Source data
>>>>

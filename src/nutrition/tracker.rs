//! Per-day nutrient tracker
//!
//! One independent total per day over a window ending today. Records and
//! nested recipes are fetched once for the whole window.

use std::collections::BTreeMap;

use chrono::{Days, NaiveDate};
use rusqlite::Connection;

use super::aggregate::amount_in_containers;
use super::lookup::load_records_for_foods;
use crate::db::DbResult;
use crate::models::{ContainerRef, FoodNutrientRecord, FoodRef, Ingredient, Meal, Recipe};

/// Default window length in days
pub const DEFAULT_TRACKER_DAYS: u32 = 5;

/// The `total_days` dates ending at `today`, oldest first
pub fn window(today: NaiveDate, total_days: u32) -> Vec<NaiveDate> {
    (0..total_days)
        .rev()
        .filter_map(|offset| today.checked_sub_days(Days::new(u64::from(offset))))
        .collect()
}

/// Amount per day for the window, from pre-fetched meals and records
pub fn amounts_per_day(
    meals: &[Meal],
    records: &[FoodNutrientRecord],
    nutrient_id: i64,
    known_recipes: &[Recipe],
    today: NaiveDate,
    total_days: u32,
) -> BTreeMap<NaiveDate, Option<f64>> {
    window(today, total_days)
        .into_iter()
        .map(|date| {
            let day_meals: Vec<ContainerRef<'_>> = meals
                .iter()
                .filter(|m| m.meal_date == date)
                .map(ContainerRef::from)
                .collect();
            let amount = amount_in_containers(&day_meals, records, nutrient_id, known_recipes);
            (date, amount)
        })
        .collect()
}

/// Load a user's window and compute the per-day amounts
pub fn tracker_amounts(
    conn: &Connection,
    user_id: i64,
    nutrient_id: i64,
    total_days: u32,
    today: NaiveDate,
) -> DbResult<BTreeMap<NaiveDate, Option<f64>>> {
    let dates = window(today, total_days);
    let Some(&start) = dates.first() else {
        return Ok(BTreeMap::new());
    };

    let meals = Meal::load_in_range(conn, user_id, start, today)?;
    let parents: Vec<ContainerRef<'_>> = meals.iter().map(ContainerRef::from).collect();
    let ingredients = Ingredient::load_for_parents(conn, user_id, &parents)?;
    let known_recipes = Recipe::load_for_parents(conn, user_id, &parents)?;

    let foods: Vec<FoodRef> = ingredients.iter().map(Ingredient::food_ref).collect();
    let records = load_records_for_foods(conn, user_id, &foods, Some(nutrient_id))?;

    tracing::debug!(
        user_id,
        nutrient_id,
        meals = meals.len(),
        recipes = known_recipes.len(),
        records = records.len(),
        "Computing tracker window"
    );

    Ok(amounts_per_day(
        &meals,
        &records,
        nutrient_id,
        &known_recipes,
        today,
        total_days,
    ))
}

#[cfg(test)]
mod tests {
    use super::*;
    use crate::catalog::ENERGY_NUTRIENT_ID;
    use crate::db::connection::test_connection;
    use crate::models::{
        IngredientCreate, MealCreate, MemberChild, Membership, MembershipCreate, ParentKind,
        RecipeCreate,
    };
    use crate::nutrition::aggregate::fixtures::{ingredient, meal};
    use crate::nutrition::ServingSizeUnit;
    use crate::models::FoodPortion;

    const EPSILON: f64 = 1e-9;

    fn date(day: u32) -> NaiveDate {
        NaiveDate::from_ymd_opt(2025, 1, day).unwrap()
    }

    #[test]
    fn test_window() {
        assert_eq!(window(date(9), 3), vec![date(7), date(8), date(9)]);
        assert!(window(date(9), 0).is_empty());
    }

    #[test]
    fn test_days_are_independent() {
        let meals = vec![
            meal(1, date(7), vec![(ingredient(10), 100.0)]),
            meal(2, date(9), vec![(ingredient(10), 50.0)]),
            meal(3, date(9), vec![(ingredient(10), 50.0)]),
            meal(4, date(1), vec![(ingredient(10), 500.0)]),
        ];
        let records = vec![FoodNutrientRecord::user(10, ENERGY_NUTRIENT_ID, Some(200.0))];

        let per_day = amounts_per_day(&meals, &records, ENERGY_NUTRIENT_ID, &[], date(9), 3);
        assert_eq!(per_day.len(), 3);
        assert!((per_day[&date(7)].unwrap() - 200.0).abs() < EPSILON);
        assert_eq!(per_day[&date(8)], None);
        assert!((per_day[&date(9)].unwrap() - 200.0).abs() < EPSILON);
    }

    #[test]
    fn test_tracker_amounts_from_database() {
        let conn = test_connection();
        let cfood = crate::models::CatalogFood::create(&conn, "Bread").unwrap();
        crate::models::FoodNutrientRecord::set_catalog_amount(&conn, cfood.id, 2047, Some(260.0)).unwrap();
        let bread = Ingredient::create(
            &conn,
            &IngredientCreate {
                user_id: 1,
                name: "Bread".to_string(),
                catalog_food_id: Some(cfood.id),
                category_id: None,
            },
        )
        .unwrap();

        let mut toast = Recipe::create(
            &conn,
            &RecipeCreate {
                user_id: 1,
                name: "Toast".to_string(),
            },
        )
        .unwrap();
        toast
            .add_portion(&conn, &FoodPortion::serving(50.0, ServingSizeUnit::Weight))
            .unwrap();
        Membership::create(
            &conn,
            &MembershipCreate {
                user_id: 1,
                parent_kind: ParentKind::Recipe,
                parent_id: toast.id,
                child: MemberChild::Ingredient(bread.food_ref()),
                portion: FoodPortion::serving(50.0, ServingSizeUnit::Weight),
            },
        )
        .unwrap();

        let breakfast = Meal::create(
            &conn,
            &MealCreate {
                user_id: 1,
                meal_date: date(8),
            },
        )
        .unwrap();
        Membership::create(
            &conn,
            &MembershipCreate {
                user_id: 1,
                parent_kind: ParentKind::Meal,
                parent_id: breakfast.id,
                child: MemberChild::Recipe { id: toast.id },
                portion: FoodPortion::serving(100.0, ServingSizeUnit::Weight),
            },
        )
        .unwrap();

        let per_day = tracker_amounts(&conn, 1, ENERGY_NUTRIENT_ID, 5, date(9)).unwrap();
        assert_eq!(per_day.len(), 5);
        // toast: 50 * 260 / 50 = 260 per serving; meal: 100 * 260 / 100
        assert!((per_day[&date(8)].unwrap() - 260.0).abs() < EPSILON);
        assert_eq!(per_day[&date(9)], None);
        assert_eq!(per_day[&date(5)], None);
    }
}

<<<<

** WHAT THE TASK ASKS **
Using the data above, restate every record word for word.

** TASK OUTPUT **
filename src/nutrition/tracker.rs
//! Per-day nutrient tracker
//!
//! One independent total per day over a window ending today. Records and
//! nested recipes are fetched once for the whole window.

use std::collections::BTreeMap;

use chrono::{Days, NaiveDate};
use rusqlite::Connection;

use super::aggregate::amount_in_containers;
use super::lookup::load_records_for_foods;
use crate::db::DbResult;
use crate::models::{ContainerRef, FoodNutrientRecord, FoodRef, Ingredient, Meal, Recipe};

/// Default window length in days
pub const DEFAULT_TRACKER_DAYS: u32 = 5;

/// The `total_days` dates ending at `today`, oldest first
pub fn window(today: NaiveDate, total_days: u32) -> Vec<NaiveDate> {
    (0..total_days)
        .rev()
        .filter_map(|offset| today.checked_sub_days(Days::new(u64::from(offset))))
        .collect()
}

/// Amount per day for the window, from pre-fetched meals and records
pub fn amounts_per_day(
    meals: &[Meal],
    records: &[FoodNutrientRecord],
    nutrient_id: i64,
    known_recipes: &[Recipe],
    today: NaiveDate,
    total_days: u32,
) -> BTreeMap<NaiveDate, Option<f64>> {
    window(today, total_days)
        .into_iter()
        .map(|date| {
            let day_meals: Vec<ContainerRef<'_>> = meals
                .iter()
                .filter(|m| m.meal_date == date)
                .map(ContainerRef::from)
                .collect();
            let amount = amount_in_containers(&day_meals, records, nutrient_id, known_recipes);
            (date, amount)
        })
        .collect()
}

/// Load a user's window and compute the per-day amounts
pub fn tracker_amounts(
    conn: &Connection,
    user_id: i64,
    nutrient_id: i64,
    total_days: u32,
    today: NaiveDate,
) -> DbResult<BTreeMap<NaiveDate, Option<f64>>> {
    let dates = window(today, total_days);
    let Some(&start) = dates.first() else {
        return Ok(BTreeMap::new());
    };

    let meals = Meal::load_in_range(conn, user_id, start, today)?;
    let parents: Vec<ContainerRef<'_>> = meals.iter().map(ContainerRef::from).collect();
    let ingredients = Ingredient::load_for_parents(conn, user_id, &parents)?;
    let known_recipes = Recipe::load_for_parents(conn, user_id, &parents)?;

    let foods: Vec<FoodRef> = ingredients.iter().map(Ingredient::food_ref).collect();
    let records = load_records_for_foods(conn, user_id, &foods, Some(nutrient_id))?;

    tracing::debug!(
        user_id,
        nutrient_id,
        meals = meals.len(),
        recipes = known_recipes.len(),
        records = records.len(),
        "Computing tracker window"
    );

    Ok(amounts_per_day(
        &meals,
        &records,
        nutrient_id,
        &known_recipes,
        today,
        total_days,
    ))
}

#[cfg(test)]
mod tests {
    use super::*;
    use crate::catalog::ENERGY_NUTRIENT_ID;
    use crate::db::connection::test_connection;
    use crate::models::{
        IngredientCreate, MealCreate, MemberChild, Membership, MembershipCreate, ParentKind,
        RecipeCreate,
    };
    use crate::nutrition::aggregate::fixtures::{ingredient, meal};
    use crate::nutrition::ServingSizeUnit;
    use crate::models::FoodPortion;

    const EPSILON: f64 = 1e-9;

    fn date(day: u32) -> NaiveDate {
        NaiveDate::from_ymd_opt(2025, 1, day).unwrap()
    }

    #[test]
    fn test_window() {
        assert_eq!(window(date(9), 3), vec![date(7), date(8), date(9)]);
        assert!(window(date(9), 0).is_empty());
    }

    #[test]
    fn test_days_are_independent() {
        let meals = vec![
            meal(1, date(7), vec![(ingredient(10), 100.0)]),
            meal(2, date(9), vec![(ingredient(10), 50.0)]),
            meal(3, date(9), vec![(ingredient(10), 50.0)]),
            meal(4, date(1), vec![(ingredient(10), 500.0)]),
        ];
        let records = vec![FoodNutrientRecord::user(10, ENERGY_NUTRIENT_ID, Some(200.0))];

        let per_day = amounts_per_day(&meals, &records, ENERGY_NUTRIENT_ID, &[], date(9), 3);
        assert_eq!(per_day.len(), 3);
        assert!((per_day[&date(7)].unwrap() - 200.0).abs() < EPSILON);
        assert_eq!(per_day[&date(8)], None);
        assert!((per_day[&date(9)].unwrap() - 200.0).abs() < EPSILON);
    }

    #[test]
    fn test_tracker_amounts_from_database() {
        let conn = test_connection();
        let cfood = crate::models::CatalogFood::create(&conn, "Bread").unwrap();
        crate::models::FoodNutrientRecord::set_catalog_amount(&conn, cfood.id, 2047, Some(260.0)).unwrap();
        let bread = Ingredient::create(
            &conn,
            &IngredientCreate {
                user_id: 1,
                name: "Bread".to_string(),
                catalog_food_id: Some(cfood.id),
                category_id: None,
            },
        )
        .unwrap();

        let mut toast = Recipe::create(
            &conn,
            &RecipeCreate {
                user_id: 1,
                name: "Toast".to_string(),
            },
        )
        .unwrap();
        toast
            .add_portion(&conn, &FoodPortion::serving(50.0, ServingSizeUnit::Weight))
            .unwrap();
        Membership::create(
            &conn,
            &MembershipCreate {
                user_id: 1,
                parent_kind: ParentKind::Recipe,
                parent_id: toast.id,
                child: MemberChild::Ingredient(bread.food_ref()),
                portion: FoodPortion::serving(50.0, ServingSizeUnit::Weight),
            },
        )
        .unwrap();

        let breakfast = Meal::create(
            &conn,
            &MealCreate {
                user_id: 1,
                meal_date: date(8),
            },
        )
        .unwrap();
        Membership::create(
            &conn,
            &MembershipCreate {
                user_id: 1,
                parent_kind: ParentKind::Meal,
                parent_id: breakfast.id,
                child: MemberChild::Recipe { id: toast.id },
                portion: FoodPortion::serving(100.0, ServingSizeUnit::Weight),
            },
        )
        .unwrap();

        let per_day = tracker_amounts(&conn, 1, ENERGY_NUTRIENT_ID, 5, date(9)).unwrap();
        assert_eq!(per_day.len(), 5);
        // toast: 50 * 260 / 50 = 260 per serving; meal: 100 * 260 / 100
        assert!((per_day[&date(8)].unwrap() - 260.0).abs() < EPSILON);
        assert_eq!(per_day[&date(9)], None);
        assert_eq!(per_day[&date(5)], None);
    }
}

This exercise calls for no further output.